В один из моих проездов в Витебск, кажется, в марте, ко мне в вагон вошел наш уполномоченный барон Черкасов, несколько взволнованный, и сообщил мне, что накануне через город проезжал принц Ольденбургский, справился открыт ли большой заразный госпиталь на 2000 мест во вновь строящихся бараках, и на ответ губернатора, что нет и что открыть его должен Красный Крест, приказал Черкасову открыть этот госпиталь в трехдневный срок. Действительно, в разговорах с Н. А. Даниловым не раз шла у меня речь об этом госпитале, и я брался по окончании постройки бараков открыть здесь госпиталь, постепенно доведя его до 2000 мест. На постройку бараков первоначально было ассигновано военным ведомством около 2 000 000 р., но уже выяснилось, что он обойдется не дешевле 7 000 000 р. Данилов в разговорах со мной возмущался этим, говорил, что кого-то из инженеров он уже устранил от постройки, но дело лучше от этого не шло. Во всяком случае, ко времени приезда принца ни один барак не был закончен; полы были настланы, но рам нигде не было, не было печей, к устройству водопровода только приступали, а о канализации только говорили. Между тем, для крупного заразного госпиталя необходимо было наладить надлежащим обрезом очистку всех сточных вод; не было и дезинфекционных камер. Все это Черкасов сообщил мне наскоро, а я позднее убедился во всем этом и сам лично.
На следующее утро я был в Петрограде, а еще через день, часов в 7 утра у меня раздался телефонный звонок с приказанием от принца прибыть к нему к 9-ти часам. Ясно было, что это по поводу Витебского госпиталя, в чем я не ошибся. Когда я вошел к принцу, то он подал мне телеграмму губернатора, что три дня прошли, а госпиталь не открыт. «Так точно, ваше высочество, но позвольте доложить, что его не в чем открыть», — и затем в самых кратких чертах я изложил положение дела. «Но старайтесь все-таки открыть его поскорее», — было мне на это указано. Весь наш разговор взял не больше 5 минут, но освободился от принца я только около часа дня, ибо, не кончив разговора со мной, принц перешел к другому вызванному, затем к третьему, и в конце концов нас набралось в его кабинете около 20 человек, переходивших за принцем из комнаты в комнату и зря терявших время.

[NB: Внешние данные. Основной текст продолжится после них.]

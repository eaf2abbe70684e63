//! The staged training loop.
//!
//! Training proceeds through an explicit [`Stage`] state machine:
//! [`Stage::Coarse`] fits shape/expression/pose/camera/albedo/lighting with
//! the detail tower untouched, [`Stage::Detail`] unfreezes the detail tower
//! (and optionally keeps refining the coarse one), [`Stage::Stopped`] ends
//! the run. Joint optimization from scratch makes the coarse and detail
//! gradients fight each other, which is the whole reason for the staging.
//!
//! A non-finite loss skips the optimizer update for that step; a configured
//! number of consecutive non-finite steps aborts the run with
//! [`Error::NumericalDivergence`].

use std::fs::File;
use std::path::{Path, PathBuf};
use std::sync::atomic::{AtomicBool, Ordering};
use std::sync::Arc;

use burn::config::Config;
use burn::module::Module;
use burn::optim::{AdamConfig, GradientsParams, Optimizer};
use burn::record::{BinFileRecorder, FullPrecisionSettings, Recorder};
use burn::tensor::backend::AutodiffBackend;
use serde::{Deserialize, Serialize};

use crate::data::{FaceBatch, Prefetcher};
use crate::emotion::{EmotionNet, EmotionNetConfig};
use crate::encoder::{EncoderConfig, FaceEncoder};
use crate::error::Error;
use crate::losses::{aggregate, LossContext, LossTerm, LossWeights};
use crate::morphable::Morphable;
use crate::render::{RenderOptions, Renderer};

/// Checkpoint format revision.
const CHECKPOINT_VERSION: u32 = 1;
const META_FILE: &str = "state.json";
pub(crate) const ENCODER_FILE: &str = "encoder";
const OPTIMIZER_FILE: &str = "optimizer";

/// Current phase of the staged schedule.
#[derive(Debug, Clone, Copy, PartialEq, Eq, Serialize, Deserialize)]
pub enum Stage {
    /// Train the coarse tower only; no detail coefficients are produced.
    Coarse,
    /// Train the detail tower; the coarse tower keeps training only when
    /// configured to.
    Detail,
    /// The schedule has run its course; stepping is a no-op.
    Stopped,
}

impl Stage {
    fn uses_detail(self) -> bool {
        matches!(self, Stage::Detail)
    }
}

Понемногу я перебрал все стороны моего пребывания в Минске, но не коснулся еще главной — военных операций за это время. Первое время после ликвидации Молодечненского прорыва армия устраивалась и пополнялась, формировались новые дивизии из ополченских частей, улучшалось, хотя и слабо, снабжение вой ска снарядами и винтовками. Боевых действий, однако, первое время совершенно не происходило, ибо наша армия пока ни на что серьезное не была способна, а немцы устраивали свои тылы. Больших операций до весны с нашей стороны и не предполагалось. Однако в начале февраля немцы начали наступление на французов, так называемую Верденскую операцию. Уже с самого начала ее с французской стороны было проявлено беспокойство, и в нашу Ставку полетели просьбы о помощи. Ответом явилось решение начать сразу наступление на Западном и Северном фронтах.
В начале февраля выбиралась Гос. Дума, и я поехал на ее открытие в Петроград. Когда я уезжал из Минска, никаких разговоров о наступлении не было, но дня через три, около 30-го февраля, я получил шифрованную телеграмму от Гершельмана о срочном распоряжении Данилова оборудовать 2000 новых госпитальных мест.
Открытие Думы в этот раз ознаменовалось совершенно неожиданным приездом в нее Государя. По-видимому, это была его личная мысль, о которой мы все узнали только за несколько часов. Настроение среди членов Думы было приподнятым: гимн после молебна повторялся бесконечно. Государь после службы прошел через средний проход зала заседаний, но ни с кем не разговаривал. Я стоял около моего места и, вероятно, моя форма обратила на себя его внимание, он замедлил ход и пристально на меня глядел, видимо припоминая, кто я такой. Уже второй раз смотрел он на меня так — в первый раз это было в Старой Руссе в 1904 г., когда Государь приезжал туда провожать на войну Вильманстрандский полк. Настроение среди членов Думы после отъезда Государя было такое, что при ничтожных уступках со стороны правительства от Думы можно было добиться всего. Увы, ни тогда, ни потом никакого желания идти навстречу Думе не оказалось. А ведь даже среди правых членов Думы уверенность в неизбежности шагов навстречу общественности была тогда господствующей. Помню, например, разговор в этот день с Алексеем Бобринским, тогда уже членом Гос. Совета, который уверял меня, что приезд Государя только начало, и что теперь отношение к общественности непременно наладится.